At this point, commonly referred to as K-pop 3.0 and the 4th generation idol era, ”fan platforms such as Weverse, Bubble, and Universe are at the center of it. Considering the current situation in which Weverse is developed and operated by a subsidiary of Hive, Bubble is developed and operated by an affiliate of SM Entertainment, and Bubble has decided to take over Universe, which was affiliated with various entertainment companies, the fan platform is very closely related to the entertainment company and the media. Or show that they are connected. Despite its many advantages, the fan platform is the fact that Entersa has created cyberspace in a top-down manner through combination and connection with the venue and allows fan activities to occur in it, and the production of information previously dispersed through several fan communities.

There are also negative aspects, such as collecting and managing fans while monopolizing the distribution process. It may still be close to a world where fans willingly participate to gain pleasure. Still, fans are serving to maintain and expand the entertainment industry no matter their intentions within the planned system, and movements against it are gradually becoming visible.

Various aspects and issues that appear during the transnationalization of K-pop terrain leave some questions.
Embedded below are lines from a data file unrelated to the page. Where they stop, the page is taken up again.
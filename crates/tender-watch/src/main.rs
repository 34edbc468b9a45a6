//! tender-watch — run the failed-tender monitor once.

use anyhow::Context;
use clap::Parser;
use tender_watch::{MonitorConfig, Pipeline, RunResult};

#[derive(Parser)]
#[command(
    name = "tender-watch",
    about = "Forward failed tenders in northern Taiwan from the e-procurement portal to a webhook",
    version
)]
struct Cli {
    /// Webhook that receives each notice as a JSON POST.
    #[arg(long, env = "GAS_URL", hide_env_values = true)]
    gas_url: Option<String>,

    /// Log level (trace, debug, info, warn, error). RUST_LOG takes precedence.
    #[arg(long, default_value = "info")]
    log_level: String,

    /// Print the run summary as JSON.
    #[arg(long)]
    json: bool,
}

#[tokio::main]
async fn main() -> anyhow::Result<()> {
    let cli = Cli::parse();

    let filter = tracing_subscriber::EnvFilter::try_from_default_env()
        .unwrap_or_else(|_| tracing_subscriber::EnvFilter::new(&cli.log_level));
    tracing_subscriber::fmt()
        .with_env_filter(filter)
        .with_writer(std::io::stderr)
        .init();

    // Configuration problems end the run before any request goes out.
    let config = match MonitorConfig::resolve(cli.gas_url.as_deref()) {
        Ok(config) => config,
        Err(e) => {
            tracing::error!(error = %e, "cannot start");
            eprintln!("  Error: {e}");
            std::process::exit(1);
        }
    };

    tracing::info!("tender-watch v{}", env!("CARGO_PKG_VERSION"));
    let pipeline = Pipeline::new(&config).context("failed to build HTTP client")?;
    let result = pipeline.run().await;

    if cli.json {
        println!("{}", serde_json::to_string_pretty(&result)?);
    } else {
        print_summary(&result);
    }
    Ok(())
}

fn print_summary(result: &RunResult) {
    println!("Periods scanned:   {}", result.periods_processed);
    for p in &result.periods {
        println!(
            "  {}  {:<16} candidates {:>4}  northern {:>4}  sent {:>4}  failed {:>4}",
            p.period,
            format!("{:?}", p.status),
            p.candidates,
            p.northern,
            p.dispatched,
            p.failed
        );
    }
    println!("Failed tenders:    {}", result.candidates);
    println!("Northern region:   {}", result.northern);
    println!("Delivered:         {}", result.dispatched);
    println!("Delivery failures: {}", result.failed);
}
What kind of cultural diversity strategy will K-pop build in the transnational era? After the incidents between international cultural practices and nationalism, how can we rethink them? How should we continue to speak, discuss, and enlighten in the square of endless discrimination and hate discourse? And how will entertainment companies, artists, media, and fans who have maintained and expanded the K-pop industry and culture through competition or dependence under certain circumstances form relationships in the future to fill and change cultural diversity?